A survey was conducted in Jiangsu and Anhui provinces, which are located in eastern China, with the former province more economically developed than the latter. We only focused on urban areas, where food markets are mature. To take into consideration the geographical location of the provinces, three cities (i.e., Suzhou, Wuxi, and Changzhou) from northern Jiangsu were selected, three cities (i.e., Nantong, Yangzhou, and Taizhou) from middle Jiangsu were selected, and three cities (i.e., Huaian, Suqian, and Xuzhou) from south Jiangsu were selected. For the Anhui province, one city (i.e., Bengbu) from the northern part of the province, one (i.e., Hefei) from the middle, and one (Xuancheng) from the south were selected. All enumerators had been trained to familiarize themselves with the questionnaire prior to the survey. Face-to-face surveys were conducted in July 2017 randomly in supermarkets, traditional food markets, and stores etc. (We do not anticipate that the socio-demographic characteristics of participants surveyed in one specific location are systematically differentiated than participants from the other locations.). Interviewees were randomly approached at different times of the day and were asked whether they are the ones who often buy pork for their families. Each interview took about 20–30 min. A total number of 984 consumers were interviewed, among which 844 questionnaires (475 from Jiangsu province and 369 from Anhui province) were intact and considered as valid responses (a response rate of 85.77%).
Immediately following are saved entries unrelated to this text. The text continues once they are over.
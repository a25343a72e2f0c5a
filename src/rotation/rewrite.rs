// Copyright 2026, Jeroen van Erp <jeroen@geeko.me>
// SPDX-License-Identifier: Apache-2.0

//! Field-level edit of the secret document

use super::workspace::{read_document, write_document};
use crate::error::{Result, RotateError};
use crate::password::EncodedHash;
use crate::types::Username;
use k8s_openapi::api::core::v1::Secret;
use k8s_openapi::ByteString;
use std::path::Path;
use tracing::info;

/// Which branch the rewrite took
#[derive(Debug, Clone, Copy, PartialEq, Eq)]
pub enum RewriteAction {
    Inserted,
    Replaced,
}

/// Set `<username>.password` in the secret data, leaving every other key alone
pub fn set_password_field(
    secret: &mut Secret,
    username: &Username,
    hash: &EncodedHash,
) -> RewriteAction {
    let data = secret.data.get_or_insert_with(Default::default);
    let previous = data.insert(
        username.password_key(),
        ByteString(hash.hash().as_bytes().to_vec()),
    );

    if previous.is_some() {
        RewriteAction::Replaced
    } else {
        RewriteAction::Inserted
    }
}

/// Load the backup, set the password field and write the result to `output`.
/// The backup file itself is never modified.
pub fn rewrite_backup(
    backup: &Path,
    output: &Path,
    username: &Username,
    hash: &EncodedHash,
) -> Result<(Secret, RewriteAction)> {
    let mut secret = read_document(backup).map_err(|e| {
        RotateError::RewriteFailed(format!("cannot read {}: {}", backup.display(), e))
    })?;

    let action = set_password_field(&mut secret, username, hash);

    write_document(output, &secret).map_err(|e| {
        RotateError::RewriteFailed(format!("cannot write {}: {}", output.display(), e))
    })?;

    info!(
        "{} {} in {}",
        match action {
            RewriteAction::Inserted => "Inserted",
            RewriteAction::Replaced => "Replaced",
        },
        username.password_key(),
        output.display()
    );
    Ok((secret, action))
}
// Copyright 2026, Jeroen van Erp <jeroen@geeko.me>
// SPDX-License-Identifier: Apache-2.0
use anyhow::Result;
use clap::error::ErrorKind;
use clap::Parser;
use std::process::ExitCode;
use tracing::{error, info};
use tracing_subscriber::EnvFilter;

use argocd_passwd::cli::Cli;
use argocd_passwd::config::Config;
use argocd_passwd::kubernetes::create_client;
use argocd_passwd::password::hasher_for;
use argocd_passwd::rotation::Rotation;
use argocd_passwd::types::{AccountCredential, Username};

#[tokio::main(flavor = "current_thread")]
async fn main() -> ExitCode {
    // Initialize tracing
    tracing_subscriber::fmt()
        .with_env_filter(
            EnvFilter::try_from_default_env().unwrap_or_else(|_| EnvFilter::new("info")),
        )
        .with_writer(std::io::stderr)
        .init();

    // Argument errors exit with 1 like every other fatal failure
    let cli = match Cli::try_parse() {
        Ok(cli) => cli,
        Err(e) if matches!(e.kind(), ErrorKind::DisplayHelp | ErrorKind::DisplayVersion) => {
            e.exit()
        }
        Err(e) => {
            let _ = e.print();
            return ExitCode::FAILURE;
        }
    };

    match run(cli).await {
        Ok(()) => ExitCode::SUCCESS,
        Err(e) => {
            error!("{:#}", e);
            ExitCode::FAILURE
        }
    }
}

async fn run(cli: Cli) -> Result<()> {
    let config = Config::from_cli(&cli);
    let username = Username::parse(&cli.username)?;
    let credential = AccountCredential::new(username, cli.password);

    info!(
        "Rotating password for account '{}' in namespace {}",
        credential.username, config.namespace
    );

    let client = create_client().await?;
    info!("Connected to Kubernetes cluster");

    let hasher = hasher_for(config.hasher);
    let report = Rotation::new(client, config, hasher).run(&credential).await?;

    match report.config_patch {
        Some(outcome) => info!("Done: config map {}, secret field {:?}", outcome, report.rewrite),
        None => info!("Dry run finished, cluster left unchanged"),
    }
    Ok(())
}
4.4. Sample Characteristics

Table 3 shows the socio-demographic characteristics of the sample. Female respondents account for 57.26% of the total number surveyed in Jiangsu province and 54.47% in Anhui, respectively. The fact that there are more female than male respondents is in line with the reality in China that females are more likely than males to do shopping for their families. Respondents aged 30 or younger and the respondents aged 40–49 account for more than half of total respondents, a figure consistent in both provinces. In terms of educational attainment, both provinces have similar percentages of respondents with secondary-school education or lower (about 28%), followed by high-school or vocational school (26%), and college education or higher (30%). Respondents in Jiangsu tended to be richer with 35.16% of respondents had a household income higher than 100,000 Yuan, in contract to Anhui with a percentage of 25.75%. This is in line with the economic status of the two provinces. A percentage of 53.26% of respondents from Jiangsu had children under 18, which is higher than that of Anhui (43.36%). In the Discrete Choice Experiment analysis, Gender was coded as 1 if a consumer is a male, and 0 if a female. Age was coded as 1 if a consumer was younger than 30 years old, 2 if between 31–39, 3 if between 40–49, 4 if 50–59, and 5 if older than 60 years old. Education attainment is denoted by EDU, which equals 1 if a consumer had secondary education or lower, 2 if high-school or vocational school, 3 if vocational college, 4 if bachelors’ degree and 5 if Master’s degree or higher. Household income of a consumer is denoted by INCOME which equals 1 if his/her household income is lower than 50,000 Yuan, 2 if 50,000–80,000 Yuan, 3 if 80,001–100,000 Yuan, and 4 if more than 100,000 Yuan.

5. Results

The estimation followed three stages. In the first stage, it was estimated a main effect model which did not include the interaction terms between attributes and the socio-demographics. In the next stage, a PRL model with interaction terms was estimated. Finally, the overall WTP for each of the attributes as well as the WTP estimates for sub-groups categorized by income and education were calculated and reported.

5.1. Main Effect Models

The Nlogit 5.0 software was used to estimate the RPL model. Because of the heterogeneity of the sample from the two provinces, two separate models were estimated respectively for each province. Table 4 presents the main effect model where interaction terms are absent. All attributes had significant coefficients, although the level of the coefficients differs. It can be seen that CERT3 has the largest coefficient (0.6448) among all three types of certification, which is slightly higher than CERT2 (0.6356) and much higher than CERT1 (0.3294). This suggests that respondents in Jiangsu have similar preferences for CERT2 and CERT3. In contrast, respondents from Anhui have a high preference for CERT2 (0.6202), which is significantly higher than CERT1 (0.1133) and slightly higher than CERT3 (0.5607). Next, ORIGIN received a modest preference from respondents in both provinces (0.4040 and 0.4330, respectively), which was lower than DRUG-FREE (0.6451 for Jiangsu and 0.6574 for Anhui). These results suggest that DRUG-FREE is more preferred than ORIGIN.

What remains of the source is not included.